Le rôle de Nicias, l’amant de Thaïs, est italianisé à outrance. M. Massenet nous devait mieux. À signaler encore, dans cet acte, — le meilleur semble-t-il, — un chœur des amis de Thaïs, quelques agréables mesures dans la rencontre de Thaïs et d’Athanaël, puis un motif de chœur, coloré et large : Assieds-toi près de nous… mais qui a le grand tort d’être une réminiscence de Manon.

Au deuxième acte, l’hymne à Vénus est trop contourné, d’une mélodie par trop fuyante. Phrase curieuse et bien venue dans le duo (est-ce bien un duo ?) entre Thaïs et Athanaël : Pitié, ne me fais pas de mal ! Et nous arrivons à quelque chose de vraiment exquis, qu’on a vivement goûté : un solo de violon, d’une grâce et d’un charme profonds, qui enjolive l’entr’acte du premier au second tableau.
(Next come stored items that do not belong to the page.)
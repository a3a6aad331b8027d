//! # Fiscal Error Types
//!
//! ## Error Hierarchy
//! ```text
//! ┌─────────────────────────────────────────────────────────────────────────┐
//! │                      Fiscal Error Categories                            │
//! │                                                                         │
//! │  DriverFault (driver.rs)      raw device/driver faults                 │
//! │       │                                                                 │
//! │       ▼  wrapped, never leaked as-is                                   │
//! │  CouponError                  one coupon operation failed              │
//! │    InvalidState, UnknownItem   caller sequenced the coupon wrongly     │
//! │    Aborted                     operator chose "Confirm later"          │
//! │    StaleCoupon                 a leftover coupon could not be cancelled│
//! │    RetriesExhausted            open() kept failing                     │
//! │    Driver { operation, fault } terminal device fault                   │
//! │    MissingCouponId             closed, but no coupon number reported   │
//! │                                                                         │
//! │  FiscalError                  till workflows and configuration         │
//! │    Persistence(DbError), NoOpenTill, Config, ConfigLoad                │
//! └─────────────────────────────────────────────────────────────────────────┘
//! ```

use thiserror::Error;

use crate::coupon::CouponState;
use crate::driver::DriverFault;
use caixa_db::DbError;

/// Result type alias for helper operations.
pub type FiscalResult<T> = Result<T, FiscalError>;

/// Failure of a single coupon operation.
#[derive(Debug, Clone, PartialEq, Eq, Error)]
pub enum CouponError {
    /// The operation is not allowed in the coupon's current state.
    #[error("Cannot {operation} a coupon in state {state}")]
    InvalidState {
        operation: &'static str,
        state: CouponState,
    },

    /// The item was never printed on this coupon.
    #[error("Item {item_id} is not on the coupon")]
    UnknownItem { item_id: String },

    #[error("Coupon emission postponed by the operator")]
    Aborted,

    /// A coupon left open on the printer could not be cancelled.
    #[error("Could not cancel the coupon left open on the printer: {0}")]
    StaleCoupon(DriverFault),

    #[error("Gave up opening the coupon after {attempts} attempts")]
    RetriesExhausted { attempts: u32 },

    #[error("Fiscal printer failed to {operation}: {fault}")]
    Driver {
        operation: &'static str,
        fault: DriverFault,
    },

    /// The printer closed the coupon without reporting its number.
    #[error("The fiscal printer did not report a coupon number")]
    MissingCouponId,
}

impl CouponError {
    /// The device fault behind this error, if any.
    pub fn fault(&self) -> Option<&DriverFault> {
        match self {
            CouponError::StaleCoupon(fault) | CouponError::Driver { fault, .. } => Some(fault),
            _ => None,
        }
    }
}

/// Failure of a till workflow or of the fiscal configuration.
#[derive(Debug, Error)]
pub enum FiscalError {
    #[error("Database error: {0}")]
    Persistence(#[from] DbError),

    /// Closing was requested but the station has no open till.
    #[error("Station {station_id} has no open till")]
    NoOpenTill { station_id: String },

    #[error("Invalid fiscal configuration: {0}")]
    Config(String),

    #[error("Failed to load configuration: {0}")]
    ConfigLoad(String),
}

impl From<std::io::Error> for FiscalError {
    fn from(err: std::io::Error) -> Self {
        FiscalError::ConfigLoad(err.to_string())
    }
}

impl From<toml::de::Error> for FiscalError {
    fn from(err: toml::de::Error) -> Self {
        FiscalError::ConfigLoad(err.to_string())
    }
}

impl From<toml::ser::Error> for FiscalError {
    fn from(err: toml::ser::Error) -> Self {
        FiscalError::Config(err.to_string())
    }
}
Malheureusement cette délicieuse chose nous rappelle le Reyer de Sigurd ou de Salammbô. Phrase de Thaïs : L’amour est une vertu rare… puis obscurité complète, nuage, brouillard dans la pensée du compositeur. Et pour avoir un peu de lumière, il faut attendre la dramatique scène de la mort de Thaïs, où Reyer prête de nouveau à Massenet son charmant entr’acte de violon. C’est tout : ce n’est pas assez.

Thaïs est donc le contraire d’un succès, musicalement parlant. Mais le compositeur est homme de ressources, et nous le croyons très capable de fermer bientôt la bouche à ceux qui parlent déjà de décadence et d’impuissance.

IV

Le ballet de Thaïs a pour titre la Tentation. Il contient plusieurs motifs d’un rythme élégant et original. Il a été fort bien dansé par l’agile Rosita Mauri et d’autres ballerines : gnomes, sirènes, esprits de l’abîme, Mlles Violat, Monchannin, Monnier, Piron.
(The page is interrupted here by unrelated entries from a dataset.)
//! # Database Migrations
//!
//! Embedded SQL migrations, applied at startup.
//!
//! ## Adding New Migrations
//!
//! 1. Create a new file in `migrations/sqlite/` with the next sequence number
//! 2. Name format: `NNN_description.sql` (e.g., `002_add_till_entries.sql`)
//! 3. Use `IF NOT EXISTS` where possible
//! 4. **NEVER** modify existing migrations - always add new ones

use sqlx::SqlitePool;
use tracing::info;

use crate::error::DbResult;

/// Migrations from the workspace `migrations/sqlite` directory, embedded at
/// compile time.
static MIGRATOR: sqlx::migrate::Migrator = sqlx::migrate!("../../migrations/sqlite");

/// Runs all pending database migrations. Idempotent.
pub async fn run_migrations(pool: &SqlitePool) -> DbResult<()> {
    info!("Checking for pending migrations");

    MIGRATOR.run(pool).await?;

    info!("All migrations applied successfully");
    Ok(())
}

/// Returns `(total_migrations, applied_migrations)` for diagnostics.
pub async fn migration_status(pool: &SqlitePool) -> DbResult<(usize, usize)> {
    let total = MIGRATOR.migrations.len();

    let applied: i64 = sqlx::query_scalar("SELECT COUNT(*) FROM _sqlx_migrations")
        .fetch_one(pool)
        .await
        .unwrap_or(0);

    Ok((total, applied as usize))
}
M. Delmas interprète avec chaleur et conviction le personnage d’Athanaël. Sa belle voix cuivrée semble gagner en profondeur. Et quel excellent comédien ! M. Alvarez ténorise agréablement le rôle de Nicias, mais la silhouette qu’il en trace manque de caractère. M. Delpouget prête sa basse à un rôle de vieux cénobite. Il dit bien. C’est une bonne recrue pour l’Opéra.

Quant à Mlle Sybil Sanderson, ce que nous craignions est arrivé. Sa voix, d’un métal si pur et si délicat, est mal à l’aise dans ce grand vaisseau de l’Opéra, et cependant jamais le talent de la cantatrice ne fut aussi réel. Plastiquement, Mlle Sanderson est une Thaïs des plus agréables. Aussi le public ne lui a-t-il pas marchandé ses bravos.
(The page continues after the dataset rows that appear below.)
//! # Till Repository
//!
//! Persistence of cash-register sessions.
//!
//! ## Queries
//! ```text
//! ┌─────────────────────────────────────────────────────────────────────────┐
//! │  current(station)       the station's OPEN till, if any                │
//! │  last_opened(station)   most recently opened till, any status          │
//! │  last_closed(station)   most recently closed till (cash carry-over)    │
//! │                                                                         │
//! │  insert / update        inside the caller's transaction                │
//! └─────────────────────────────────────────────────────────────────────────┘
//! ```
//!
//! The one-open-till-per-station invariant is backed by the partial unique
//! index `idx_tills_one_open`; a violating insert fails with
//! [`DbError::UniqueViolation`].

use sqlx::{Executor, Sqlite, SqlitePool};
use tracing::debug;

use crate::error::{DbError, DbResult};
use crate::pool::DbTransaction;
use caixa_core::Till;

const SELECT_TILL: &str = r#"
    SELECT
        id,
        station_id,
        status,
        opening_date,
        closing_date,
        initial_cash_cents,
        final_cash_cents,
        created_at
    FROM tills
"#;

/// Repository for till database operations.
#[derive(Debug, Clone)]
pub struct TillRepository {
    pool: SqlitePool,
}

impl TillRepository {
    pub fn new(pool: SqlitePool) -> Self {
        TillRepository { pool }
    }

    /// Gets a till by ID.
    pub async fn get_by_id(&self, id: &str) -> DbResult<Option<Till>> {
        let sql = format!("{SELECT_TILL} WHERE id = ?1");
        let till = sqlx::query_as::<_, Till>(&sql)
            .bind(id)
            .fetch_optional(&self.pool)
            .await?;
        Ok(till)
    }

    /// Returns the open till of a station.
    pub async fn current(&self, station_id: &str) -> DbResult<Option<Till>> {
        fetch_current(&self.pool, station_id).await
    }

    /// Returns the station's most recently opened till, whatever its status.
    pub async fn last_opened(&self, station_id: &str) -> DbResult<Option<Till>> {
        fetch_last_opened(&self.pool, station_id).await
    }

    /// Returns the station's most recently closed till.
    pub async fn last_closed(&self, station_id: &str) -> DbResult<Option<Till>> {
        fetch_last_closed(&self.pool, station_id).await
    }

    /// Same as [`last_opened`](Self::last_opened), inside a transaction.
    pub async fn last_opened_in(
        &self,
        tx: &mut DbTransaction,
        station_id: &str,
    ) -> DbResult<Option<Till>> {
        fetch_last_opened(&mut **tx, station_id).await
    }

    /// Same as [`last_closed`](Self::last_closed), inside a transaction.
    pub async fn last_closed_in(
        &self,
        tx: &mut DbTransaction,
        station_id: &str,
    ) -> DbResult<Option<Till>> {
        fetch_last_closed(&mut **tx, station_id).await
    }

    /// Number of tills ever created for a station.
    pub async fn count_for_station(&self, station_id: &str) -> DbResult<i64> {
        let count: i64 = sqlx::query_scalar("SELECT COUNT(*) FROM tills WHERE station_id = ?1")
            .bind(station_id)
            .fetch_one(&self.pool)
            .await?;
        Ok(count)
    }

    /// Inserts a till inside the caller's transaction.
    pub async fn insert(&self, tx: &mut DbTransaction, till: &Till) -> DbResult<()> {
        debug!(id = %till.id, station_id = %till.station_id, status = ?till.status, "Inserting till");

        sqlx::query(
            r#"
            INSERT INTO tills (
                id, station_id, status,
                opening_date, closing_date,
                initial_cash_cents, final_cash_cents,
                created_at
            ) VALUES (?1, ?2, ?3, ?4, ?5, ?6, ?7, ?8)
            "#,
        )
        .bind(&till.id)
        .bind(&till.station_id)
        .bind(till.status)
        .bind(till.opening_date)
        .bind(till.closing_date)
        .bind(till.initial_cash_cents)
        .bind(till.final_cash_cents)
        .bind(till.created_at)
        .execute(&mut **tx)
        .await?;

        Ok(())
    }

    /// Writes a till's status, dates and cash counts inside the caller's
    /// transaction.
    pub async fn update(&self, tx: &mut DbTransaction, till: &Till) -> DbResult<()> {
        debug!(id = %till.id, status = ?till.status, "Updating till");

        let result = sqlx::query(
            r#"
            UPDATE tills SET
                status = ?2,
                opening_date = ?3,
                closing_date = ?4,
                initial_cash_cents = ?5,
                final_cash_cents = ?6
            WHERE id = ?1
            "#,
        )
        .bind(&till.id)
        .bind(till.status)
        .bind(till.opening_date)
        .bind(till.closing_date)
        .bind(till.initial_cash_cents)
        .bind(till.final_cash_cents)
        .execute(&mut **tx)
        .await?;

        if result.rows_affected() == 0 {
            return Err(DbError::not_found("Till", &till.id));
        }

        Ok(())
    }
}

async fn fetch_current<'e, E>(executor: E, station_id: &str) -> DbResult<Option<Till>>
where
    E: Executor<'e, Database = Sqlite>,
{
    let sql = format!("{SELECT_TILL} WHERE station_id = ?1 AND status = 'open'");
    let till = sqlx::query_as::<_, Till>(&sql)
        .bind(station_id)
        .fetch_optional(executor)
        .await?;
    Ok(till)
}

async fn fetch_last_opened<'e, E>(executor: E, station_id: &str) -> DbResult<Option<Till>>
where
    E: Executor<'e, Database = Sqlite>,
{
    let sql = format!(
        "{SELECT_TILL} WHERE station_id = ?1 AND opening_date IS NOT NULL \
         ORDER BY opening_date DESC, created_at DESC LIMIT 1"
    );
    let till = sqlx::query_as::<_, Till>(&sql)
        .bind(station_id)
        .fetch_optional(executor)
        .await?;
    Ok(till)
}

async fn fetch_last_closed<'e, E>(executor: E, station_id: &str) -> DbResult<Option<Till>>
where
    E: Executor<'e, Database = Sqlite>,
{
    let sql = format!(
        "{SELECT_TILL} WHERE station_id = ?1 AND status = 'closed' \
         ORDER BY closing_date DESC, created_at DESC LIMIT 1"
    );
    let till = sqlx::query_as::<_, Till>(&sql)
        .bind(station_id)
        .fetch_optional(executor)
        .await?;
    Ok(till)
}

// =============================================================================
// Unit Tests
// =============================================================================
Mmes Héglon et Marcy tiennent deux rôles d’esclaves de Thaïs, sans grande conviction, mais correctement.

Les décors, les costumes, la mise en scène font honneur à notre Académie de musique. Toutefois nous eussions souhaité, pour le ballet, quelques bons diables plus incandescents et de nuance moins hurlante que le vert. Il est vrai qu’on ne pouvait réaliser à l’Opéra les bizarres rêves de la Tentation de Callot.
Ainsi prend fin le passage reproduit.